Come Up with an Alternative, Empowering Belief

At this step, you have found your limiting belief, figured out how you acquired it, and let go of it and associated emotions. Wouldn’t it be cool to come up with an alternative, empowering belief?

If your limiting belief is that you’re unlovable, the alternative is that you’re lovable. If your limiting belief is that you’re incapable, the alternative is that you’re capable.

If you’re limiting belief is more complicated than that, use your creativity to come up with an alternative, empowering belief.

Internalize Your New Empowering Belief

Repeat your new belief as much as possible. Post it on different places where you can see it often. Record it on your phone and listen to it on auto-repeat. Find proofs of it. Act it out in your life.

Give your 100% at your job even if you’re guaranteed to fail. In the worst case scenario, you’ll get fired, but you’ll have learned a brand new skill set. That’ll be the cherry on top. Or your boss might recognize your efforts and move you to a more appropriate position.


If you’re experiencing the same problems over and over, you might be contributing to the problem with your self-sabotaging behavior. The first step to resolve the dynamic of self-sabotage is to acknowledge and recognize your contribution to the problem.

In the second step, ask yourself what your motivation was to act in a self-defeating manner. Your answer will be a deep-seated limiting belief.

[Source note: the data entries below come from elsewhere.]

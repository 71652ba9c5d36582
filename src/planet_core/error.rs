//! Configuration error types.

/// Errors raised while validating generation inputs, before any sampling.
#[derive(Debug, Clone, PartialEq, thiserror::Error)]
pub enum ConfigError {
    /// The texture must have at least one texel per side.
    #[error("texture resolution must be positive")]
    ZeroResolution,

    /// The texture would exceed the largest supported side length.
    #[error(
        "texture resolution {0} exceeds the maximum of {max}",
        max = crate::planet_core::texture::MAX_RESOLUTION
    )]
    ResolutionTooLarge(u32),

    /// A color ramp needs at least one terrain band.
    #[error("color ramp has no terrain colors")]
    EmptyRamp,

    /// Seeds must be finite numbers.
    #[error("seed must be finite, got {0}")]
    NonFiniteSeed(f64),

    /// A fractal parameter was non-finite or not strictly positive.
    #[error("fractal parameter `{name}` must be finite and positive, got {value}")]
    InvalidFractal { name: &'static str, value: f64 },

    /// A color string was not of the form `#rrggbb` or `0xrrggbb`.
    #[error("invalid color `{0}`")]
    InvalidColor(String),

    /// The noise basis name is not one we know.
    #[error("unknown noise basis `{0}`")]
    UnknownNoiseBasis(String),
}
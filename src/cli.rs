//! Command-line argument parsing.

use std::path::PathBuf;

use clap::Parser;

use crate::planet_core::config::PlanetConfig;
use crate::planet_core::noise_field::NoiseBasis;

/// Command line arguments. Every generation flag overrides the config file.
#[derive(Parser, Debug)]
#[command(name = "planet-texture")]
#[command(about = "Generate an equirectangular planet terrain texture", long_about = None)]
pub struct Args {
    /// JSON config file; missing files fall back to defaults
    #[arg(long, value_name = "PATH", default_value = "planet.json")]
    pub config: PathBuf,

    /// Where to write the PNG
    #[arg(long, short, value_name = "PATH", default_value = "captures/planet.png")]
    pub output: PathBuf,

    /// Noise seed (integer or real); random when neither flag nor config sets one
    #[arg(long, allow_negative_numbers = true)]
    pub seed: Option<f64>,

    /// Texture side length in texels
    #[arg(long, value_name = "TEXELS")]
    pub resolution: Option<u32>,

    /// Number of noise octaves
    #[arg(long)]
    pub octaves: Option<u32>,

    /// Period of the first octave in noise space
    #[arg(long)]
    pub base_period: Option<f64>,

    /// Period and amplitude divisor between octaves
    #[arg(long)]
    pub ratio: Option<f64>,

    /// Sphere radius in noise space
    #[arg(long)]
    pub radius: Option<f64>,

    /// Noise basis: super_simplex, simplex, open_simplex, perlin
    #[arg(long, value_name = "BASIS")]
    pub noise: Option<NoiseBasis>,
}

impl Args {
    pub fn apply_to(&self, config: &mut PlanetConfig) {
        if let Some(seed) = self.seed {
            config.seed = Some(seed);
        }
        if let Some(resolution) = self.resolution {
            config.resolution = resolution;
        }
        if let Some(octaves) = self.octaves {
            config.fractal.octaves = octaves;
        }
        if let Some(base_period) = self.base_period {
            config.fractal.base_period = base_period;
        }
        if let Some(ratio) = self.ratio {
            config.fractal.ratio = ratio;
        }
        if let Some(radius) = self.radius {
            config.fractal.radius = radius;
        }
        if let Some(noise) = self.noise {
            config.noise = noise;
        }
    }
}
use std::f64::consts::{PI, TAU};

use glam::DVec3;

/// Equirectangular texture coordinates to a point on a sphere. `u` wraps
/// longitude once around the equator and `v` runs from the south pole
/// (`z = -radius`) to the north pole.
pub fn texel_to_sphere(u: f64, v: f64, radius: f64) -> DVec3 {
    let theta = TAU * u;
    let phi = PI * v;
    DVec3::new(
        theta.cos() * phi.sin() * radius,
        theta.sin() * phi.sin() * radius,
        -phi.cos() * radius,
    )
}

When you discover that belief, intense, unpleasant emotions might come up. Letting those emotions go is a part of the healing process.

Find out how you acquired that limiting belief and find an alternative explanation to the event or events that caused it.

Come with a new, alternative, empowering belief. Internalize your new belief by repeating it often, looking for proofs of it, and by acting it out.

Once you go through these five steps, you’ll be free from that particular self-sabotaging behavior, and end up with an empowering belief for the rest of your life.